● **Material to process**:
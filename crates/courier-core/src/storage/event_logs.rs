//! Repository for the event occurrence audit log.
//!
//! Rows are inserted once per dispatch and afterwards only their counters
//! change.

use std::sync::Arc;

use chrono::{DateTime, Utc};
use sqlx::{types::Json, PgPool, Postgres, Transaction};

use crate::{
    error::Result,
    models::{page_limit, page_offset, EventId, EventLog, EventLogQuery, TenantId},
};

/// Repository for event log database operations.
pub struct Repository {
    pool: Arc<PgPool>,
}

impl Repository {
    /// Creates a new repository instance.
    pub fn new(pool: Arc<PgPool>) -> Self {
        Self { pool }
    }

    /// Returns a reference to the database pool.
    pub fn pool(&self) -> Arc<PgPool> {
        self.pool.clone()
    }

    /// Inserts an occurrence within a transaction.
    ///
    /// # Errors
    ///
    /// Returns error if insert fails.
    pub async fn create_in_tx(
        &self,
        tx: &mut Transaction<'_, Postgres>,
        log: &EventLog,
    ) -> Result<()> {
        let (source_kind, source_id) =
            log.source.as_ref().map(|s| (s.kind.as_str(), s.id.as_str())).unzip();

        sqlx::query(
            r"
            INSERT INTO event_logs (
                event_id, tenant_id, event_type, payload, source_kind, source_id,
                endpoints_notified, successful_deliveries, failed_deliveries,
                is_processed, processed_at, created_at
            ) VALUES ($1, $2, $3, $4, $5, $6, $7, $8, $9, $10, $11, $12)
            ",
        )
        .bind(log.event_id)
        .bind(log.tenant_id)
        .bind(&log.event_type)
        .bind(Json(&log.payload))
        .bind(source_kind)
        .bind(source_id)
        .bind(log.endpoints_notified)
        .bind(log.successful_deliveries)
        .bind(log.failed_deliveries)
        .bind(log.is_processed)
        .bind(log.processed_at)
        .bind(log.created_at)
        .execute(&mut **tx)
        .await?;

        Ok(())
    }

    /// Marks fan-out complete and records how many deliveries it created.
    ///
    /// # Errors
    ///
    /// Returns error if update fails.
    pub async fn mark_processed_in_tx(
        &self,
        tx: &mut Transaction<'_, Postgres>,
        event_id: EventId,
        endpoints_notified: i32,
        processed_at: DateTime<Utc>,
    ) -> Result<()> {
        sqlx::query(
            r"
            UPDATE event_logs
            SET endpoints_notified = $2, is_processed = TRUE, processed_at = $3
            WHERE event_id = $1
            ",
        )
        .bind(event_id)
        .bind(endpoints_notified)
        .bind(processed_at)
        .execute(&mut **tx)
        .await?;

        Ok(())
    }

    /// Finds an occurrence by ID.
    ///
    /// # Errors
    ///
    /// Returns error if query fails.
    pub async fn find_by_id(&self, event_id: EventId) -> Result<Option<EventLog>> {
        let log = sqlx::query_as::<_, EventLog>(
            r"
            SELECT event_id, tenant_id, event_type, payload, source_kind, source_id,
                   endpoints_notified, successful_deliveries, failed_deliveries,
                   is_processed, processed_at, created_at
            FROM event_logs
            WHERE event_id = $1
            ",
        )
        .bind(event_id)
        .fetch_optional(&*self.pool)
        .await?;

        Ok(log)
    }

    /// Lists a tenant's occurrences, newest first.
    ///
    /// # Errors
    ///
    /// Returns error if query fails.
    pub async fn list_by_tenant(
        &self,
        tenant_id: TenantId,
        query: &EventLogQuery,
    ) -> Result<Vec<EventLog>> {
        let logs = sqlx::query_as::<_, EventLog>(
            r"
            SELECT event_id, tenant_id, event_type, payload, source_kind, source_id,
                   endpoints_notified, successful_deliveries, failed_deliveries,
                   is_processed, processed_at, created_at
            FROM event_logs
            WHERE tenant_id = $1 AND ($2::TEXT IS NULL OR event_type = $2)
            ORDER BY created_at DESC
            LIMIT $3 OFFSET $4
            ",
        )
        .bind(tenant_id)
        .bind(query.event_type.as_deref())
        .bind(page_limit(query.limit))
        .bind(page_offset(query.offset))
        .fetch_all(&*self.pool)
        .await?;

        Ok(logs)
    }

    /// Counts a delivery that resolved for good against its occurrence.
    ///
    /// # Errors
    ///
    /// Returns error if update fails.
    pub async fn record_outcome(&self, event_id: EventId, succeeded: bool) -> Result<()> {
        sqlx::query(
            r"
            UPDATE event_logs
            SET successful_deliveries = successful_deliveries + CASE WHEN $2 THEN 1 ELSE 0 END,
                failed_deliveries = failed_deliveries + CASE WHEN $2 THEN 0 ELSE 1 END
            WHERE event_id = $1
            ",
        )
        .bind(event_id)
        .bind(succeeded)
        .execute(&*self.pool)
        .await?;

        Ok(())
    }
}
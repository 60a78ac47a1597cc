//! Delivery engine: claims pending deliveries, sends them and records the
//! outcome.
//!
//! # Architecture
//!
//! ```text
//! ┌──────────────┐  claim   ┌────────────────┐  send   ┌─────────────┐
//! │ Worker Pool  │────────▶ │ DeliveryEngine │───────▶ │ Subscriber  │
//! └──────────────┘          └────────────────┘         └─────────────┘
//!                              │          │
//!                 outcome,     ▼          ▼  notifications
//!                 health  ┌─────────┐  ┌──────────────┐
//!                         │ Storage │  │ EventHandler │
//!                         └─────────┘  └──────────────┘
//! ```
//!
//! Every status change goes through a compare-and-set in storage, so any
//! number of engines may share one database. `deliver` never recurses into a
//! retry: it persists `next_retry_at` and leaves the next attempt to
//! [`DeliveryEngine::retry_failed`].

use std::{sync::Arc, time::Duration};

use chrono::{DateTime, Utc};
use courier_core::{
    Clock, Delivery, DeliveryEvent, DeliveryFailedEvent, DeliveryId, DeliveryOutcome,
    DeliveryStatus, DeliverySucceededEvent, Endpoint, EndpointSuspendedEvent, EventHandler,
    NoOpEventHandler,
};
use tokio::sync::RwLock;
use tracing::{debug, error, info, warn};

use crate::{
    circuit::{Admission, CircuitBreaker, CircuitConfig, Transition},
    client::{ClientConfig, DeliveryClient, WebhookRequest, WebhookResponse},
    error::{DeliveryError, Result},
    retry::{RetryDecision, RetryPolicy},
    storage::DeliveryStorage,
};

● **What to work on**:
All of the data shown above should be printed exactly as given.

● **Result of the exercise**:
filename crates/courier-core/src/storage/event_logs.rs
//! Repository for the event occurrence audit log.
//!
//! Rows are inserted once per dispatch and afterwards only their counters
//! change.

use std::sync::Arc;

use chrono::{DateTime, Utc};
use sqlx::{types::Json, PgPool, Postgres, Transaction};

use crate::{
    error::Result,
    models::{page_limit, page_offset, EventId, EventLog, EventLogQuery, TenantId},
};

/// Repository for event log database operations.
pub struct Repository {
    pool: Arc<PgPool>,
}

impl Repository {
    /// Creates a new repository instance.
    pub fn new(pool: Arc<PgPool>) -> Self {
        Self { pool }
    }

    /// Returns a reference to the database pool.
    pub fn pool(&self) -> Arc<PgPool> {
        self.pool.clone()
    }

    /// Inserts an occurrence within a transaction.
    ///
    /// # Errors
    ///
    /// Returns error if insert fails.
    pub async fn create_in_tx(
        &self,
        tx: &mut Transaction<'_, Postgres>,
        log: &EventLog,
    ) -> Result<()> {
        let (source_kind, source_id) =
            log.source.as_ref().map(|s| (s.kind.as_str(), s.id.as_str())).unzip();

        sqlx::query(
            r"
            INSERT INTO event_logs (
                event_id, tenant_id, event_type, payload, source_kind, source_id,
                endpoints_notified, successful_deliveries, failed_deliveries,
                is_processed, processed_at, created_at
            ) VALUES ($1, $2, $3, $4, $5, $6, $7, $8, $9, $10, $11, $12)
            ",
        )
        .bind(log.event_id)
        .bind(log.tenant_id)
        .bind(&log.event_type)
        .bind(Json(&log.payload))
        .bind(source_kind)
        .bind(source_id)
        .bind(log.endpoints_notified)
        .bind(log.successful_deliveries)
        .bind(log.failed_deliveries)
        .bind(log.is_processed)
        .bind(log.processed_at)
        .bind(log.created_at)
        .execute(&mut **tx)
        .await?;

        Ok(())
    }

    /// Marks fan-out complete and records how many deliveries it created.
    ///
    /// # Errors
    ///
    /// Returns error if update fails.
    pub async fn mark_processed_in_tx(
        &self,
        tx: &mut Transaction<'_, Postgres>,
        event_id: EventId,
        endpoints_notified: i32,
        processed_at: DateTime<Utc>,
    ) -> Result<()> {
        sqlx::query(
            r"
            UPDATE event_logs
            SET endpoints_notified = $2, is_processed = TRUE, processed_at = $3
            WHERE event_id = $1
            ",
        )
        .bind(event_id)
        .bind(endpoints_notified)
        .bind(processed_at)
        .execute(&mut **tx)
        .await?;

        Ok(())
    }

    /// Finds an occurrence by ID.
    ///
    /// # Errors
    ///
    /// Returns error if query fails.
    pub async fn find_by_id(&self, event_id: EventId) -> Result<Option<EventLog>> {
        let log = sqlx::query_as::<_, EventLog>(
            r"
            SELECT event_id, tenant_id, event_type, payload, source_kind, source_id,
                   endpoints_notified, successful_deliveries, failed_deliveries,
                   is_processed, processed_at, created_at
            FROM event_logs
            WHERE event_id = $1
            ",
        )
        .bind(event_id)
        .fetch_optional(&*self.pool)
        .await?;

        Ok(log)
    }

    /// Lists a tenant's occurrences, newest first.
    ///
    /// # Errors
    ///
    /// Returns error if query fails.
    pub async fn list_by_tenant(
        &self,
        tenant_id: TenantId,
        query: &EventLogQuery,
    ) -> Result<Vec<EventLog>> {
        let logs = sqlx::query_as::<_, EventLog>(
            r"
            SELECT event_id, tenant_id, event_type, payload, source_kind, source_id,
                   endpoints_notified, successful_deliveries, failed_deliveries,
                   is_processed, processed_at, created_at
            FROM event_logs
            WHERE tenant_id = $1 AND ($2::TEXT IS NULL OR event_type = $2)
            ORDER BY created_at DESC
            LIMIT $3 OFFSET $4
            ",
        )
        .bind(tenant_id)
        .bind(query.event_type.as_deref())
        .bind(page_limit(query.limit))
        .bind(page_offset(query.offset))
        .fetch_all(&*self.pool)
        .await?;

        Ok(logs)
    }

    /// Counts a delivery that resolved for good against its occurrence.
    ///
    /// # Errors
    ///
    /// Returns error if update fails.
    pub async fn record_outcome(&self, event_id: EventId, succeeded: bool) -> Result<()> {
        sqlx::query(
            r"
            UPDATE event_logs
            SET successful_deliveries = successful_deliveries + CASE WHEN $2 THEN 1 ELSE 0 END,
                failed_deliveries = failed_deliveries + CASE WHEN $2 THEN 0 ELSE 1 END
            WHERE event_id = $1
            ",
        )
        .bind(event_id)
        .bind(succeeded)
        .execute(&*self.pool)
        .await?;

        Ok(())
    }
}
repository 60a78ac47a1597cc
//! Delivery engine: claims pending deliveries, sends them and records the
//! outcome.
//!
//! # Architecture
//!
//! ```text
//! ┌──────────────┐  claim   ┌────────────────┐  send   ┌─────────────┐
//! │ Worker Pool  │────────▶ │ DeliveryEngine │───────▶ │ Subscriber  │
//! └──────────────┘          └────────────────┘         └─────────────┘
//!                              │          │
//!                 outcome,     ▼          ▼  notifications
//!                 health  ┌─────────┐  ┌──────────────┐
//!                         │ Storage │  │ EventHandler │
//!                         └─────────┘  └──────────────┘
//! ```
//!
//! Every status change goes through a compare-and-set in storage, so any
//! number of engines may share one database. `deliver` never recurses into a
//! retry: it persists `next_retry_at` and leaves the next attempt to
//! [`DeliveryEngine::retry_failed`].

use std::{sync::Arc, time::Duration};

use chrono::{DateTime, Utc};
use courier_core::{
    Clock, Delivery, DeliveryEvent, DeliveryFailedEvent, DeliveryId, DeliveryOutcome,
    DeliveryStatus, DeliverySucceededEvent, Endpoint, EndpointSuspendedEvent, EventHandler,
    NoOpEventHandler,
};
use tokio::sync::RwLock;
use tracing::{debug, error, info, warn};

use crate::{
    circuit::{Admission, CircuitBreaker, CircuitConfig, Transition},
    client::{ClientConfig, DeliveryClient, WebhookRequest, WebhookResponse},
    error::{DeliveryError, Result},
    retry::{RetryDecision, RetryPolicy},
    storage::DeliveryStorage,
};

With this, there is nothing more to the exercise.